Health and well-being key to achieving Sustainable Development Goals: Regional Forum on Sustainable Development

21–22 March 2019, Geneva, Switzerland

The Regional Forum on Sustainable Development for the UNECE Region is meeting in Geneva on 21–22 March 2019, to discuss policy solutions, best practices and challenges as countries work to achieve the Sustainable Development Goals (SDGs). The event is organized by the United Nations Economic Commission for Europe (UNECE) in close cooperation with the Regional United Nations System, including WHO/Europe.

More than 700 participants from 50 countries are registered to attend, to discuss progress and achievement on the SDGs, including those on education (SDG 4), employment (SDG 8), equity (SDG 10), climate change (SDG 13) and peace (SDG 16). Health and well-being are an essential precondition to achieving these goals, and their achievement will itself improve health, as illustrated by the examples below.

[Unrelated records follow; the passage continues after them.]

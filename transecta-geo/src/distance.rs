//! Great-circle distances on a spherical Earth.
//!
//! The sphere is an approximation of the WGS84 ellipsoid with up to ~0.3% error. Segment lengths stored across the
//! survey database were derived with this exact model, so it must not be swapped for an ellipsoidal one.

use crate::point::GeoPoint;

/// Mean Earth radius in meters.
pub const EARTH_RADIUS_M: f64 = 6_371_000.0;

/// Great-circle distance between two points in meters, using the Haversine formula.
///
/// The result is symmetric and is `0` for identical points. `NaN` in either input produces `NaN`.
///
/// ```
/// use transecta_geo::coord;
/// use transecta_geo::distance::haversine_distance_meters;
///
/// let distance = haversine_distance_meters(&coord!(0.0, 0.0), &coord!(1.0, 0.0));
/// assert!((distance - 111_195.0).abs() < 1.0);
/// ```
pub fn haversine_distance_meters(a: &impl GeoPoint, b: &impl GeoPoint) -> f64 {
    let phi1 = a.lat_rad();
    let phi2 = b.lat_rad();
    let d_phi = (phi2 - phi1).abs();
    let d_lambda = (b.lon_rad() - a.lon_rad()).abs();

    let a_term = (d_phi / 2.0).sin().powi(2)
        + phi1.cos() * phi2.cos() * (d_lambda / 2.0).sin().powi(2);
    let a_term = a_term.clamp(0.0, 1.0);
    let c = 2.0 * a_term.sqrt().atan2((1.0 - a_term).sqrt());

    EARTH_RADIUS_M * c
}

/// Length of the polyline through the given points in meters, as a sum of Haversine legs.
///
/// Returns `0` for fewer than 2 points.
pub fn path_length_meters<P: GeoPoint>(points: &[P]) -> f64 {
    points
        .windows(2)
        .map(|leg| haversine_distance_meters(&leg[0], &leg[1]))
        .sum()
}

  • Education has positive lifelong effects on health through increased employment opportunities and income, better living conditions, confidence levels and literacy, including health literacy. Child and adult learning can also have positive effects on life satisfaction, mental health and changes in health-supporting behaviour, such as smoking cessation, active lifestyles, healthy eating and duration of breastfeeding.
  • Health and employment are inextricably linked. Individuals in poor health are more likely to be unemployed or underemployed, as poor health reduces their ability to work. When they are in work, poor health reduces their productivity. This increases the likelihood of job loss, sick leave or early retirement.
  • More equitable societies tend to be healthier societies. Countries with higher levels of income inequality are more likely to have lower life expectancy and higher infant mortality rates, as well as higher prevalence of mental illness and obesity. Health outcomes and exposure to health-promoting conditions follow a social gradient: this social gradient in health and life chances runs from the top to the bottom of the socioeconomic spectrum, with the poorest facing the worst health outcomes and conditions. These inequities persist over the life cycle and are passed down through generations.
  • Climate change has no borders. It is already having a serious impact on human lives and health. It threatens the basic elements we all need for good health – clean air, safe drinking water, nutritious food supply and safe shelter – and will undermine decades of progress in global health. We cannot afford to delay action to tackle climate change any further.
  • Health and peace are closely linked. One cannot have one without the other. Globally, it is estimated that 60% of preventable maternal deaths, 53% of under-5 deaths and 45% of neonatal deaths take place in settings of conflict, displacement and natural disasters. Increasing numbers of people are leaving their homelands because of human rights violations, persecution and conflict. The WHO European Region now hosts the largest number of people who migrate for these reasons.

WHO staff will be present, in particular to discuss health equity, health and climate change, and employment and health. The SDGs are becoming increasingly visible drivers of progress. This meeting will enable people from across the Region to exchange practical and concrete measures that are making a difference.